A few days ago I found myself in a Tibetan shop in Brooklyn. Along the back left wall were several dozen bracelets of various shapes, sizes, comprising different stones. Each had its own story as to what it might whisper to us if we choose to enter into relationship with it.
Quartz enhances spiritual growth, spirituality, awareness, and wisdom. It increases inspiration and creativity. It can also help with concentration, studying, and retaining what one learns. Quartz is a stone of harmony and is helpful in romantic relationships.
If you had placed me in this shop a few years ago, I would have told you that it’s ridiculous to believe that Quartz can enhance anything. “It’s a stone, goddamnit.” It doesn’t do anything.
Now, I see things differently. A plate isn’t just a plate. Crystals aren’t just crystals. There’s real Magic in bringing physicality to our memories and beliefs. Ineffable magic.
On my left pinky sits a snake ring. It’s gorgeous and perhaps the most important item I own. It wasn’t very expensive. I bought it for myself. I discovered it serendipitously, after a harrowing night. It reminds me of what I experienced: death, rebirth, and the shedding of many skins.
The ring whispers to me. It reminds me to surrender. It winks at me gently and affirms that it’s okay to die. That I will be reborn. It holds in its silence a tremendous truth that beyond the pain of shedding this skin, I’ll find a fresh layer. Always another layer, each truer than the last.
I wonder what my day-to-day might be like if every item I interacted with held such memories and meaning. I wonder what might happen if I took the time to listen and acknowledge the energy my items already hold, but which I so often ignore.

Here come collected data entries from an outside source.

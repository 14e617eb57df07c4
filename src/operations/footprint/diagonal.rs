use super::{triangular_stairs, CornerFrame};
use crate::geometry::StairFootprint;
use crate::math::distance_2d::point_to_line_dist;

/// 45° corner stairs: an isosceles right triangle with both legs on the walls.
///
/// Step lines run parallel to the hypotenuse at `i / step_count` of the
/// anchor-to-hypotenuse distance, so the smallest tread sits in the corner.
pub(super) fn generate(frame: &CornerFrame, step_count: usize, step_depth: f64) -> StairFootprint {
    #[allow(clippy::cast_precision_loss)]
    let n = step_count as f64;
    let diagonal_size = n * step_depth;

    let base = (frame.at(diagonal_size, 0.0), frame.at(0.0, diagonal_size));
    let height = point_to_line_dist(&frame.anchor, &base.0, &base.1);

    #[allow(clippy::cast_precision_loss)]
    let fractions: Vec<f64> = (1..=step_count).map(|i| i as f64 / n).collect();
    triangular_stairs(frame.anchor, base, &fractions, height)
}
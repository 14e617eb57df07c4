use super::pack::RollAllocation;

const WASTE_WEIGHT: f64 = 10.0;
const ISSUE_WEIGHT: f64 = 50.0;
const STRIP_WEIGHT: f64 = 2.0;
const ROLL_WEIGHT: f64 = 5.0;
const SINGLE_WIDTH_BONUS: f64 = 20.0;
const EFFICIENT_ROLL_BONUS: f64 = 3.0;
/// Rolls wasting less than this share of their length earn the efficiency bonus.
const EFFICIENT_ROLL_WASTE: f64 = 0.10;

/// Ranks a candidate plan; lower is better.
#[must_use]
pub fn score_plan(
    waste_percentage: f64,
    issue_count: usize,
    strip_count: usize,
    rolls: &[RollAllocation],
    max_roll_length: f64,
) -> f64 {
    #[allow(clippy::cast_precision_loss)]
    let mut score = waste_percentage * WASTE_WEIGHT
        + issue_count as f64 * ISSUE_WEIGHT
        + strip_count as f64 * STRIP_WEIGHT
        + rolls.len() as f64 * ROLL_WEIGHT;

    if let Some(first) = rolls.first() {
        if rolls.iter().all(|r| r.roll_width == first.roll_width) {
            score -= SINGLE_WIDTH_BONUS;
        }
    }
    let efficient = rolls
        .iter()
        .filter(|r| max_roll_length > 0.0 && r.waste_length / max_roll_length < EFFICIENT_ROLL_WASTE)
        .count();
    #[allow(clippy::cast_precision_loss)]
    let bonus = efficient as f64 * EFFICIENT_ROLL_BONUS;
    score - bonus
}
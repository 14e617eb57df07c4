mod features;

use tracing::debug;

use crate::config::PlannerConfig;
use crate::error::Result;
use crate::geometry::pool::STEP_PROFILE_PERIMETER;
use crate::geometry::{PoolShape, PoolSpec, SegmentKind, StairFootprint, SurfaceSegment};
use crate::math::polygon_2d::edges;
use crate::math::Point2;
use crate::operations::footprint::SplashLayout;

/// Coverable segments of a pool together with the accepted sub-feature layouts.
#[derive(Debug, Clone)]
pub struct Decomposition {
    pub outline: Vec<Point2>,
    pub segments: Vec<SurfaceSegment>,
    pub splash_pool: Option<SplashLayout>,
    pub stairs: Option<StairFootprint>,
}

/// Splits the wetted surface of a pool into typed coverable segments.
///
/// Sub-feature footprints are validated against the outline (and each other)
/// before their segments are emitted. Segments with a non-positive extent
/// are dropped silently.
pub struct Decompose<'a> {
    spec: &'a PoolSpec,
    config: &'a PlannerConfig,
}

impl<'a> Decompose<'a> {
    /// Creates a new `Decompose` operation.
    #[must_use]
    pub fn new(spec: &'a PoolSpec, config: &'a PlannerConfig) -> Self {
        Self { spec, config }
    }

    /// Executes the decomposition.
    ///
    /// # Errors
    ///
    /// Returns an `InputError` for invalid dimensions, or a
    /// `ConstraintViolation` if a sub-feature footprint is rejected.
    pub fn execute(&self) -> Result<Decomposition> {
        self.spec.validate()?;
        let outline = self.spec.shape.outline();

        let (splash_pool, splash_segments) = match &self.spec.splash_pool {
            Some(splash) => {
                let (layout, segments) =
                    features::splash_pool(self.spec, splash, &outline, self.config)?;
                (Some(layout), segments)
            }
            None => (None, Vec::new()),
        };

        let (stairs, stair_segments) = match &self.spec.stairs {
            Some(input) => {
                let (footprint, segments) = features::stairs(
                    input,
                    &outline,
                    self.spec.splash_pool.as_ref(),
                    splash_pool.as_ref(),
                    self.config,
                )?;
                (Some(footprint), segments)
            }
            None => (None, Vec::new()),
        };

        let mut segments: Vec<SurfaceSegment> = Vec::new();
        segments.extend(self.bottom(splash_pool.as_ref(), stairs.as_ref()));
        segments.extend(self.walls(&outline, splash_pool.as_ref()));
        segments.extend(splash_segments);
        segments.extend(stair_segments);

        debug!(
            segments = segments.len(),
            splash_pool = splash_pool.is_some(),
            stairs = stairs.is_some(),
            "decomposed pool surface"
        );

        Ok(Decomposition {
            outline,
            segments,
            splash_pool,
            stairs,
        })
    }

    /// Main floor left once the sub-features have taken their share.
    fn bottom(
        &self,
        splash: Option<&SplashLayout>,
        stairs: Option<&StairFootprint>,
    ) -> Option<SurfaceSegment> {
        let (mut along, mut across) = self.spec.shape.floor_extent();
        let mut area = self.spec.shape.area();

        if let Some(layout) = splash {
            area -= layout.footprint.area();
            // The splash pool cuts a full-width slice off one end of the floor.
            let axis = self.spec.shape.floor_axis();
            if layout.boundary_frame().along.dot(&axis).abs() > 0.5 {
                along -= layout.length;
            } else {
                across -= layout.length;
            }
        }
        if let Some(stairs) = stairs {
            area -= stairs.footprint.area();
        }
        SurfaceSegment::with_area(SegmentKind::Bottom, across, along, area)
    }

    fn walls(&self, outline: &[Point2], splash: Option<&SplashLayout>) -> Vec<SurfaceSegment> {
        let fold = self.config.fold_allowance;
        let strip_height = self.spec.max_wall_height() + fold;
        let area_height = self.spec.mean_wall_height() + fold;
        let wall = |length: f64| {
            SurfaceSegment::with_area(SegmentKind::Wall, strip_height, length, length * area_height)
                .map(|s| s.with_fold(fold))
        };

        let full: Vec<f64> = edges(outline).map(|(a, b)| (b - a).norm()).collect();
        let runs = self.wall_runs(&full, splash);

        if self.spec.shape.has_curved_wall() {
            // One continuous run; it has no corners to hide seams in.
            let lined: f64 = full.iter().sum::<f64>() - runs.iter().sum::<f64>();
            return wall(self.spec.shape.perimeter() - lined).into_iter().collect();
        }

        let mut walls: Vec<SurfaceSegment> = runs
            .into_iter()
            .filter_map(wall)
            .map(SurfaceSegment::cornered)
            .collect();

        if matches!(self.spec.shape, PoolShape::SteppedRectangle { .. }) {
            walls.extend(wall(STEP_PROFILE_PERIMETER).map(SurfaceSegment::cornered));
        }
        walls
    }

    /// Per-edge wall runs still lined by the main pool.
    ///
    /// The splash pool lines the whole end wall at its corner and the first
    /// `length` of both side walls.
    fn wall_runs(&self, edge_lengths: &[f64], splash: Option<&SplashLayout>) -> Vec<f64> {
        let mut runs = edge_lengths.to_vec();
        let n = runs.len();
        if let (Some(layout), Some(config)) = (splash, &self.spec.splash_pool) {
            if n >= 3 {
                let corner = config.corner % n;
                runs[(corner + n - 1) % n] = 0.0;
                for side in [corner, (corner + n - 2) % n] {
                    runs[side] = (runs[side] - layout.length).max(0.0);
                }
            }
        }
        runs
    }
}
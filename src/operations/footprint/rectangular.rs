use super::CornerFrame;
use crate::geometry::{FootprintPolygon, StairFootprint, StepLine, SubFeature, Tread};

/// Rectangular stairs: `step_count` treads of equal depth stacked along the depth axis.
pub(super) fn generate(
    frame: &CornerFrame,
    width: f64,
    swap_axes: bool,
    step_count: usize,
    step_depth: f64,
) -> StairFootprint {
    // at(w, d) places a point `w` along the width axis and `d` along the depth axis.
    let at = |w: f64, d: f64| {
        if swap_axes {
            frame.at(d, w)
        } else {
            frame.at(w, d)
        }
    };

    #[allow(clippy::cast_precision_loss)]
    let n = step_count as f64;
    let depth = n * step_depth;

    let footprint = FootprintPolygon::new(
        SubFeature::Stairs,
        vec![at(0.0, 0.0), at(width, 0.0), at(width, depth), at(0.0, depth)],
    );

    let step_lines = (1..step_count)
        .map(|j| {
            #[allow(clippy::cast_precision_loss)]
            let d = j as f64 * step_depth;
            StepLine {
                index: j,
                start: at(0.0, d),
                end: at(width, d),
                fraction: d / depth,
            }
        })
        .collect();

    let treads = (0..step_count)
        .map(|j| {
            #[allow(clippy::cast_precision_loss)]
            let (d0, d1) = (j as f64 * step_depth, (j + 1) as f64 * step_depth);
            Tread {
                polygon: vec![at(0.0, d0), at(width, d0), at(width, d1), at(0.0, d1)],
                depth: step_depth,
                width,
            }
        })
        .collect();

    StairFootprint {
        footprint,
        step_lines,
        treads,
    }
}

#[cfg(test)]
#[allow(clippy::unwrap_used)]
mod tests {
    use super::*;
    use crate::math::polygon_2d::polygon_area;
    use crate::math::{pt, TOLERANCE};

    fn frame() -> CornerFrame {
        let outline = vec![pt(0.0, 0.0), pt(8.0, 0.0), pt(8.0, 4.0), pt(0.0, 4.0)];
        CornerFrame::at_vertex(&outline, 0).unwrap()
    }

    #[test]
    fn rectangle_with_cross_steps() {
        let stairs = generate(&frame(), 1.5, false, 4, 0.3);
        assert!((stairs.footprint.area() - 1.5 * 1.2).abs() < 1e-9);
        assert_eq!(stairs.step_lines.len(), 3);
        assert_eq!(stairs.treads.len(), 4);

        // Width along +x, depth along +y: cross-step lines are horizontal.
        for (k, line) in stairs.step_lines.iter().enumerate() {
            let y = 0.3 * (k + 1) as f64;
            assert!((line.start.y - y).abs() < TOLERANCE);
            assert!((line.end.y - y).abs() < TOLERANCE);
            assert!((line.length() - 1.5).abs() < TOLERANCE);
        }
        let total: f64 = stairs.treads.iter().map(|t| polygon_area(&t.polygon)).sum();
        assert!((total - stairs.footprint.area()).abs() < 1e-9);
    }

    #[test]
    fn swapped_axes() {
        let stairs = generate(&frame(), 1.5, true, 4, 0.3);
        let v = &stairs.footprint.vertices;
        // Width now along +y, depth along +x.
        assert!((v[1] - pt(0.0, 1.5)).norm() < TOLERANCE);
        assert!((v[2] - pt(1.2, 1.5)).norm() < TOLERANCE);
        let line = stairs.step_lines[0];
        assert!((line.start.x - 0.3).abs() < TOLERANCE);
        assert!((line.end.x - 0.3).abs() < TOLERANCE);
    }

    #[test]
    fn single_step_has_no_lines() {
        let stairs = generate(&frame(), 1.0, false, 1, 0.4);
        assert!(stairs.step_lines.is_empty());
        assert_eq!(stairs.treads.len(), 1);
    }
}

How might a constant stream of whispers and reminders, embodiments of memories and beliefs, change the way I show up in the world?
I threw out the plate today and with it all the resentment and regret I was carrying about not visiting my grandmother more often. I booked a trip to see her next week.
I hold compassion for myself and others as we navigate our world’s mysterious web of relationships.
I daydream about a life without AmazonBasics.